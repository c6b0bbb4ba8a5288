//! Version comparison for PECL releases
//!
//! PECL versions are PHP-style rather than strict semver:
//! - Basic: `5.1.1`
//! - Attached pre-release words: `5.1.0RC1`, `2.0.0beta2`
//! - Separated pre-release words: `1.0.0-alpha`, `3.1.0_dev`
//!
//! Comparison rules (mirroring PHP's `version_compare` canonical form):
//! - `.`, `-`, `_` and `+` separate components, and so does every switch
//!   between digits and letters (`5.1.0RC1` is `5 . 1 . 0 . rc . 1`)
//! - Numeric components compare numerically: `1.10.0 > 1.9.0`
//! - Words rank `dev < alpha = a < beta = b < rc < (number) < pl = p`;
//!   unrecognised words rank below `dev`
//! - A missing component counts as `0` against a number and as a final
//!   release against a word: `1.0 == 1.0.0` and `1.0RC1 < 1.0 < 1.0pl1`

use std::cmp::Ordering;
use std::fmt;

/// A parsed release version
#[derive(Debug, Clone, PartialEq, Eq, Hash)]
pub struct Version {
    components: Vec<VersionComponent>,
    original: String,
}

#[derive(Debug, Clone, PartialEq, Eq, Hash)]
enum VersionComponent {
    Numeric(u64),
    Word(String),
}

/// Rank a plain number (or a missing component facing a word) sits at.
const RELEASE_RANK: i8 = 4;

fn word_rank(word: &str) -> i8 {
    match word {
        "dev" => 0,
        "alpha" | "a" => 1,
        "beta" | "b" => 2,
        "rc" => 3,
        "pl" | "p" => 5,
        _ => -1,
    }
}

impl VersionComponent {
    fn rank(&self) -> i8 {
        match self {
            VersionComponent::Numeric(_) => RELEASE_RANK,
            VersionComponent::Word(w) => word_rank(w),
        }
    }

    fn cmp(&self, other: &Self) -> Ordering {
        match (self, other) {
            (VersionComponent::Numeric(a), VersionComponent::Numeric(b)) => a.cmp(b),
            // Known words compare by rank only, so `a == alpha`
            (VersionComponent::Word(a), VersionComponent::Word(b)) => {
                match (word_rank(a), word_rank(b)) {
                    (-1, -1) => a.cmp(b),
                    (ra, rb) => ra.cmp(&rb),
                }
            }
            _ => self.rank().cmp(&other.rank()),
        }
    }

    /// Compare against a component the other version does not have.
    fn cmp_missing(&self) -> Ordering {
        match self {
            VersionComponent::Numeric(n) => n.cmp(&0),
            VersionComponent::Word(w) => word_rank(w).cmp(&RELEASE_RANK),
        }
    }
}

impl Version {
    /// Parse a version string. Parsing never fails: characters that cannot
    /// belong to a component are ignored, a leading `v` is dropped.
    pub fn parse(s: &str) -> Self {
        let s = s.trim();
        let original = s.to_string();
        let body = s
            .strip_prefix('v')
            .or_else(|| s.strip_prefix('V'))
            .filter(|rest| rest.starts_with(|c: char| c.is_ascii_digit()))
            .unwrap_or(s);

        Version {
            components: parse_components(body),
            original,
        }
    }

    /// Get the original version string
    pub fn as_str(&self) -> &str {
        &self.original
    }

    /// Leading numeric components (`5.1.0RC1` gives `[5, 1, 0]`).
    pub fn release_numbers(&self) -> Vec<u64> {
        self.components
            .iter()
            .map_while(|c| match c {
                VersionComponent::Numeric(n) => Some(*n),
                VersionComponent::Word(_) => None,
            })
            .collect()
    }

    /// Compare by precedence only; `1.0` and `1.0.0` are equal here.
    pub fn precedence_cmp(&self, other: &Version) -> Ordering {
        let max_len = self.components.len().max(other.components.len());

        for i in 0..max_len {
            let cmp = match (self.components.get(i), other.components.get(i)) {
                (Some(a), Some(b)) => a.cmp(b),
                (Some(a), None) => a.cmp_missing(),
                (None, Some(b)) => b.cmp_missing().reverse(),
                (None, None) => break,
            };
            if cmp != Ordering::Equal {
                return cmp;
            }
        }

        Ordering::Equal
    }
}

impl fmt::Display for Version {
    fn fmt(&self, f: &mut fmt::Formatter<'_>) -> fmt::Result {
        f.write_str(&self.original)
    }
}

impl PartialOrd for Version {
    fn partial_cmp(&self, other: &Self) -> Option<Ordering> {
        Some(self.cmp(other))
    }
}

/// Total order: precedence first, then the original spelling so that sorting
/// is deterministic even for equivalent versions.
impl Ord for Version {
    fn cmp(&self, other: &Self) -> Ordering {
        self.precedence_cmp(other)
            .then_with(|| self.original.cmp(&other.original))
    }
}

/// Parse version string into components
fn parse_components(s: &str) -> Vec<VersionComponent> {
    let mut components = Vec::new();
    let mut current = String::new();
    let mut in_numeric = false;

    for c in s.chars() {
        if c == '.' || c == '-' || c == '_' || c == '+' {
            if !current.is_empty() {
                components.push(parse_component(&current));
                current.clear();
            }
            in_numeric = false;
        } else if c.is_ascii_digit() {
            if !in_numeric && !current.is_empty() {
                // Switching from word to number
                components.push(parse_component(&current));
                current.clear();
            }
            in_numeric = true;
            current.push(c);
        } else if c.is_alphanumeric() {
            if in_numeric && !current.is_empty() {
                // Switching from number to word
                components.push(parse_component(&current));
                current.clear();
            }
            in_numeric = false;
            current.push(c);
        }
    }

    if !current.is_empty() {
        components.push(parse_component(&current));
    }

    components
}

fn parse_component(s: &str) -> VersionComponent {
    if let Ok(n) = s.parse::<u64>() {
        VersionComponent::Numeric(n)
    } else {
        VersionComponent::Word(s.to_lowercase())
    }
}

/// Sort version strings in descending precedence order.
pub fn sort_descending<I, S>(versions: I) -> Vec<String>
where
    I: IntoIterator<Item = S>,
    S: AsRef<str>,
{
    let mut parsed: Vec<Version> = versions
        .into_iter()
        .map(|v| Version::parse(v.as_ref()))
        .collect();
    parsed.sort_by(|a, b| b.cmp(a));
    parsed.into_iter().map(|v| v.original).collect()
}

----------

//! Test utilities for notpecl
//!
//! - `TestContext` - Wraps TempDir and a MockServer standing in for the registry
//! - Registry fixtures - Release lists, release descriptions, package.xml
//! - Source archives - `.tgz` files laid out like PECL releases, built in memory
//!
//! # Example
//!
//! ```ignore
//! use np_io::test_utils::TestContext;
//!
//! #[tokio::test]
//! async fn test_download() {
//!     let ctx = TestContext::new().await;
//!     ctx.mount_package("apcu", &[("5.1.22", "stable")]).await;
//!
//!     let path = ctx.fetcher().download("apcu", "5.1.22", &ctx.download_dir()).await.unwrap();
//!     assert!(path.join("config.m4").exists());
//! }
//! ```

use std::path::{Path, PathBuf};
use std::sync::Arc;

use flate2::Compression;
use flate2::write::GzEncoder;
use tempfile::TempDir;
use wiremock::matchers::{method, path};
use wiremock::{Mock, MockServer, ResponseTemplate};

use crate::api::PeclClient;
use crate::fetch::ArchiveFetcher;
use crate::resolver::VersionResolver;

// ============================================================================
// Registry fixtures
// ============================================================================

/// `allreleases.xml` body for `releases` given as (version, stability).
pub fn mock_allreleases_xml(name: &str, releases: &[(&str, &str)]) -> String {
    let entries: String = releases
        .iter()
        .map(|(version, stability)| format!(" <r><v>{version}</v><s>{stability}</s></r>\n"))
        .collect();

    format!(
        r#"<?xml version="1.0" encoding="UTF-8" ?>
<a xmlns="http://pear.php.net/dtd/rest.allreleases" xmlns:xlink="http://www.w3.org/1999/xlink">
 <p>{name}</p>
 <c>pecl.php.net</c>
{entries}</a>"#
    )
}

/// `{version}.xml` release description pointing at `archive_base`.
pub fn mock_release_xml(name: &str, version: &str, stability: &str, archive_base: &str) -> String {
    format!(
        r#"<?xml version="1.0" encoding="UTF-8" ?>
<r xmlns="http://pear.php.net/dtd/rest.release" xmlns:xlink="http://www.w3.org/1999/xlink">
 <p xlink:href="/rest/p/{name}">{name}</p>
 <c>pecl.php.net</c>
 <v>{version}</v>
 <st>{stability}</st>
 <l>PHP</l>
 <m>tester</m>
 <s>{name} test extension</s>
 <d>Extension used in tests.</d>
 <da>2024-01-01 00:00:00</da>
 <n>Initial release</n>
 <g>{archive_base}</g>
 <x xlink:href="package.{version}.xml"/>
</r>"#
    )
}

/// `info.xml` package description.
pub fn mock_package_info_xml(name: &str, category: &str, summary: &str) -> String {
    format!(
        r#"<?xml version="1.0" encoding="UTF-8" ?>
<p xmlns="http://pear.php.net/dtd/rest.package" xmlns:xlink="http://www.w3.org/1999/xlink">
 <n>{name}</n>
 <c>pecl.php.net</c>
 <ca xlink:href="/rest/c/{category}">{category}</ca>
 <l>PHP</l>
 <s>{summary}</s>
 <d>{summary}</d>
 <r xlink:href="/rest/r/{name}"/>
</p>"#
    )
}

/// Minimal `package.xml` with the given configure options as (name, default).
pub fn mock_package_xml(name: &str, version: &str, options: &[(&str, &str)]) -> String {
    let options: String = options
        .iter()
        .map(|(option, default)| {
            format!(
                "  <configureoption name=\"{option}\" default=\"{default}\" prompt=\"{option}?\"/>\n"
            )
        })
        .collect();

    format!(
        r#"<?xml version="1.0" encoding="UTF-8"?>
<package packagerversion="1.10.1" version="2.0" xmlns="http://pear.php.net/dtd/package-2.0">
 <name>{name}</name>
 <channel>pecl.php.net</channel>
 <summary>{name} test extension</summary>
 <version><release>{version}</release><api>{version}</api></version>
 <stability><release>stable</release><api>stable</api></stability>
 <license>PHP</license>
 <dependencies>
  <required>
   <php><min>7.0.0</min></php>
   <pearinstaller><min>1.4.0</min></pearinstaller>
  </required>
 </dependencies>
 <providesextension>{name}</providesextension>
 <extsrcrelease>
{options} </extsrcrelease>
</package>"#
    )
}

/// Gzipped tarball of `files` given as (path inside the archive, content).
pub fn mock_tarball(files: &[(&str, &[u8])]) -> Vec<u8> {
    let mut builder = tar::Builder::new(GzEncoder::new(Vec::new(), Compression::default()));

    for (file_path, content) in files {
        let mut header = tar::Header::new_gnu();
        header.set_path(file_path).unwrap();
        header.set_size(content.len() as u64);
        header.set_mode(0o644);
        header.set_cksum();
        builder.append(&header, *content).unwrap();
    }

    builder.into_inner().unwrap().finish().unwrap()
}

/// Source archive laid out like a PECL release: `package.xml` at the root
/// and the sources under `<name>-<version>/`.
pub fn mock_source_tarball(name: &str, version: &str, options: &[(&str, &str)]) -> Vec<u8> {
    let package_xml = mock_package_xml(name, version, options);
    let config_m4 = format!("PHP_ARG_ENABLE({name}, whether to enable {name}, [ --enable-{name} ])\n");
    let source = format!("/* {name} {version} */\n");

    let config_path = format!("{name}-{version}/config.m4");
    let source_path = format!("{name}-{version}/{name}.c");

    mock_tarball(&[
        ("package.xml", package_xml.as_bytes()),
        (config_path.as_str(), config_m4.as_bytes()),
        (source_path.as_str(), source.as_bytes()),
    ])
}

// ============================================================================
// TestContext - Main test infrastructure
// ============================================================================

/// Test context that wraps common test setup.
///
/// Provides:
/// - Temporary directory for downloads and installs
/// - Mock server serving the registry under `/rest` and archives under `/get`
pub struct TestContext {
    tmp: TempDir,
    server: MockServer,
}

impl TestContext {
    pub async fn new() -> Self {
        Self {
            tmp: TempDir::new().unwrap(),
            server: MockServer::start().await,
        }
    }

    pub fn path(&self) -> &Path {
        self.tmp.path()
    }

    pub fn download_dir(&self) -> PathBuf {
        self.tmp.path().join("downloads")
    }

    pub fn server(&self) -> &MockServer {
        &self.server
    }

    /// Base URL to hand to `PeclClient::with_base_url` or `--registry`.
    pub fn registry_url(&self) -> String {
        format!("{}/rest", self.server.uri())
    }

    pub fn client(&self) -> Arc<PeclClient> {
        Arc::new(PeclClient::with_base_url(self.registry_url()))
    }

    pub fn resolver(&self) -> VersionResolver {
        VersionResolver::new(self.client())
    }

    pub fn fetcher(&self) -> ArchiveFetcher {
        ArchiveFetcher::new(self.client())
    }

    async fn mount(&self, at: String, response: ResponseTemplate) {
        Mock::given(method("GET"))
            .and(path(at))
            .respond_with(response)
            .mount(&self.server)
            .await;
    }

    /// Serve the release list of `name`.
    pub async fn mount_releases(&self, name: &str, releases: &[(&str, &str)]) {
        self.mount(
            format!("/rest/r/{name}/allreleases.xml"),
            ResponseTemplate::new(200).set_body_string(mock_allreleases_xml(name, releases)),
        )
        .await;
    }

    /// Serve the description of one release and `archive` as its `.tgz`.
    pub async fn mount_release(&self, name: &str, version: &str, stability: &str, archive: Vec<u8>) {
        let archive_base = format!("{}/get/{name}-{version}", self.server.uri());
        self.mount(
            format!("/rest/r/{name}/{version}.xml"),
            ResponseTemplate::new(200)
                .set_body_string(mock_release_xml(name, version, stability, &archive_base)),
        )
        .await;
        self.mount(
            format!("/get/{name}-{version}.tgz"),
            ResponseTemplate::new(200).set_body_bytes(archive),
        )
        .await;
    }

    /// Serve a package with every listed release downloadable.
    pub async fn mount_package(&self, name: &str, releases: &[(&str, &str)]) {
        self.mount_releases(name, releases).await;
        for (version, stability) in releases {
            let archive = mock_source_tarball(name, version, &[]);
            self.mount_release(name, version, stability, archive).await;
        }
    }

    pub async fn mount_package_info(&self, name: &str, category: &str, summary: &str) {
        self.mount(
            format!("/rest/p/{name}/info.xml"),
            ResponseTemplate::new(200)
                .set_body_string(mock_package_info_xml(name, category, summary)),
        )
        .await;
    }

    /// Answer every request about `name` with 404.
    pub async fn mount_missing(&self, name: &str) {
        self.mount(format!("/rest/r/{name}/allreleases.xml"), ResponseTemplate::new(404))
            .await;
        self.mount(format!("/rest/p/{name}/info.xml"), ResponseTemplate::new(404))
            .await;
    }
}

----------

Once you find the line with "repository c6b0bbb4ba8a5288" above, print it and every line after it up to and including the line with "(VersionComponent::Numeric(a), VersionComponent::Numeric(b)) =>", exactly as written and nothing else.

repository c6b0bbb4ba8a5288
//! Version comparison for PECL releases
//!
//! PECL versions are PHP-style rather than strict semver:
//! - Basic: `5.1.1`
//! - Attached pre-release words: `5.1.0RC1`, `2.0.0beta2`
//! - Separated pre-release words: `1.0.0-alpha`, `3.1.0_dev`
//!
//! Comparison rules (mirroring PHP's `version_compare` canonical form):
//! - `.`, `-`, `_` and `+` separate components, and so does every switch
//!   between digits and letters (`5.1.0RC1` is `5 . 1 . 0 . rc . 1`)
//! - Numeric components compare numerically: `1.10.0 > 1.9.0`
//! - Words rank `dev < alpha = a < beta = b < rc < (number) < pl = p`;
//!   unrecognised words rank below `dev`
//! - A missing component counts as `0` against a number and as a final
//!   release against a word: `1.0 == 1.0.0` and `1.0RC1 < 1.0 < 1.0pl1`

use std::cmp::Ordering;
use std::fmt;

/// A parsed release version
#[derive(Debug, Clone, PartialEq, Eq, Hash)]
pub struct Version {
    components: Vec<VersionComponent>,
    original: String,
}

#[derive(Debug, Clone, PartialEq, Eq, Hash)]
enum VersionComponent {
    Numeric(u64),
    Word(String),
}

/// Rank a plain number (or a missing component facing a word) sits at.
const RELEASE_RANK: i8 = 4;

fn word_rank(word: &str) -> i8 {
    match word {
        "dev" => 0,
        "alpha" | "a" => 1,
        "beta" | "b" => 2,
        "rc" => 3,
        "pl" | "p" => 5,
        _ => -1,
    }
}

impl VersionComponent {
    fn rank(&self) -> i8 {
        match self {
            VersionComponent::Numeric(_) => RELEASE_RANK,
            VersionComponent::Word(w) => word_rank(w),
        }
    }

    fn cmp(&self, other: &Self) -> Ordering {
        match (self, other) {
            (VersionComponent::Numeric(a), VersionComponent::Numeric(b)) => a.cmp(b),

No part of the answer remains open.